Instructions for the task:
What follows is a set of records; give them all back exactly.
..............................
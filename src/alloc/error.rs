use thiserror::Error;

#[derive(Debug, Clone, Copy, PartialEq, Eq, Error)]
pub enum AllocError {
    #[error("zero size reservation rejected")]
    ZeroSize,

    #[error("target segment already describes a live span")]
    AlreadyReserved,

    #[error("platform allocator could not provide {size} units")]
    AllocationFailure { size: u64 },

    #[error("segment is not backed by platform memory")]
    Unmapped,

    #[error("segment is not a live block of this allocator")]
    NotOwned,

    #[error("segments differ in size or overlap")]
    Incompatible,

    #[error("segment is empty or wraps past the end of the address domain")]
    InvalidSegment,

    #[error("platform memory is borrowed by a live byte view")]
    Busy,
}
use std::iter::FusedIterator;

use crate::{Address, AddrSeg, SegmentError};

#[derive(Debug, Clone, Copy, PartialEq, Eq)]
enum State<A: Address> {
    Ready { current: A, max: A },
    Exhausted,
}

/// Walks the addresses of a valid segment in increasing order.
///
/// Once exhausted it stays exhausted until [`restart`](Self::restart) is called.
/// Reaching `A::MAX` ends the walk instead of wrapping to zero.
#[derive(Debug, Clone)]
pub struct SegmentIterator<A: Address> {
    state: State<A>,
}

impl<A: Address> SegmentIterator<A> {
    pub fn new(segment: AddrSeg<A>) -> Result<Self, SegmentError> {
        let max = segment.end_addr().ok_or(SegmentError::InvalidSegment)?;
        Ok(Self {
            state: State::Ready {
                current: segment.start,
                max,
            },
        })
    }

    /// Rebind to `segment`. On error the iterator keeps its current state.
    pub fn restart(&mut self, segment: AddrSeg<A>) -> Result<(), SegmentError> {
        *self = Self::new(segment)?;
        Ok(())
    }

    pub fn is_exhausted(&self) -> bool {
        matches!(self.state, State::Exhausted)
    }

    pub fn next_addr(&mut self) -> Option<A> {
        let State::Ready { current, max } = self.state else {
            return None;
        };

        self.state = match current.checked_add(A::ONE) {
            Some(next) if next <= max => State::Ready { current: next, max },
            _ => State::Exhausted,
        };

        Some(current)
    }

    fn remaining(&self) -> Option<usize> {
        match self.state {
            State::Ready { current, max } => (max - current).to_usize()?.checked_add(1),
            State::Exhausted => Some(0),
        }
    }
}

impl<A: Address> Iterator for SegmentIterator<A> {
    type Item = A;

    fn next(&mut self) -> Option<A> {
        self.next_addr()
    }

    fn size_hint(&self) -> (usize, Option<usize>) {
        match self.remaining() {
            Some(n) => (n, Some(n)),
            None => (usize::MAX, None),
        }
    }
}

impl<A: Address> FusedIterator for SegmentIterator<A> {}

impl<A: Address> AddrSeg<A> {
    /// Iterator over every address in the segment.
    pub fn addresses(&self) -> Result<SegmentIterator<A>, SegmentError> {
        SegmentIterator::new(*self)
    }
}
..............................
Task output:
filename src/alloc/error.rs
use thiserror::Error;

#[derive(Debug, Clone, Copy, PartialEq, Eq, Error)]
pub enum AllocError {
    #[error("zero size reservation rejected")]
    ZeroSize,

    #[error("target segment already describes a live span")]
    AlreadyReserved,

    #[error("platform allocator could not provide {size} units")]
    AllocationFailure { size: u64 },

    #[error("segment is not backed by platform memory")]
    Unmapped,

    #[error("segment is not a live block of this allocator")]
    NotOwned,

    #[error("segments differ in size or overlap")]
    Incompatible,

    #[error("segment is empty or wraps past the end of the address domain")]
    InvalidSegment,

    #[error("platform memory is borrowed by a live byte view")]
    Busy,
}
use std::iter::FusedIterator;

use crate::{Address, AddrSeg, SegmentError};

#[derive(Debug, Clone, Copy, PartialEq, Eq)]
enum State<A: Address> {
    Ready { current: A, max: A },
    Exhausted,
}

/// Walks the addresses of a valid segment in increasing order.
///
/// Once exhausted it stays exhausted until [`restart`](Self::restart) is called.
/// Reaching `A::MAX` ends the walk instead of wrapping to zero.
#[derive(Debug, Clone)]
pub struct SegmentIterator<A: Address> {
    state: State<A>,
}

impl<A: Address> SegmentIterator<A> {
    pub fn new(segment: AddrSeg<A>) -> Result<Self, SegmentError> {
        let max = segment.end_addr().ok_or(SegmentError::InvalidSegment)?;
        Ok(Self {
            state: State::Ready {
                current: segment.start,
                max,
            },
        })
    }

    /// Rebind to `segment`. On error the iterator keeps its current state.
    pub fn restart(&mut self, segment: AddrSeg<A>) -> Result<(), SegmentError> {
        *self = Self::new(segment)?;
        Ok(())
    }

    pub fn is_exhausted(&self) -> bool {
        matches!(self.state, State::Exhausted)
    }

    pub fn next_addr(&mut self) -> Option<A> {
        let State::Ready { current, max } = self.state else {
            return None;
        };

        self.state = match current.checked_add(A::ONE) {
            Some(next) if next <= max => State::Ready { current: next, max },
            _ => State::Exhausted,
        };

        Some(current)
    }

    fn remaining(&self) -> Option<usize> {
        match self.state {
            State::Ready { current, max } => (max - current).to_usize()?.checked_add(1),
            State::Exhausted => Some(0),
        }
    }
}

impl<A: Address> Iterator for SegmentIterator<A> {
    type Item = A;

    fn next(&mut self) -> Option<A> {
        self.next_addr()
    }

    fn size_hint(&self) -> (usize, Option<usize>) {
        match self.remaining() {
            Some(n) => (n, Some(n)),
            None => (usize::MAX, None),
        }
    }
}

impl<A: Address> FusedIterator for SegmentIterator<A> {}

impl<A: Address> AddrSeg<A> {
    /// Iterator over every address in the segment.
    pub fn addresses(&self) -> Result<SegmentIterator<A>, SegmentError> {
        SegmentIterator::new(*self)
    }
}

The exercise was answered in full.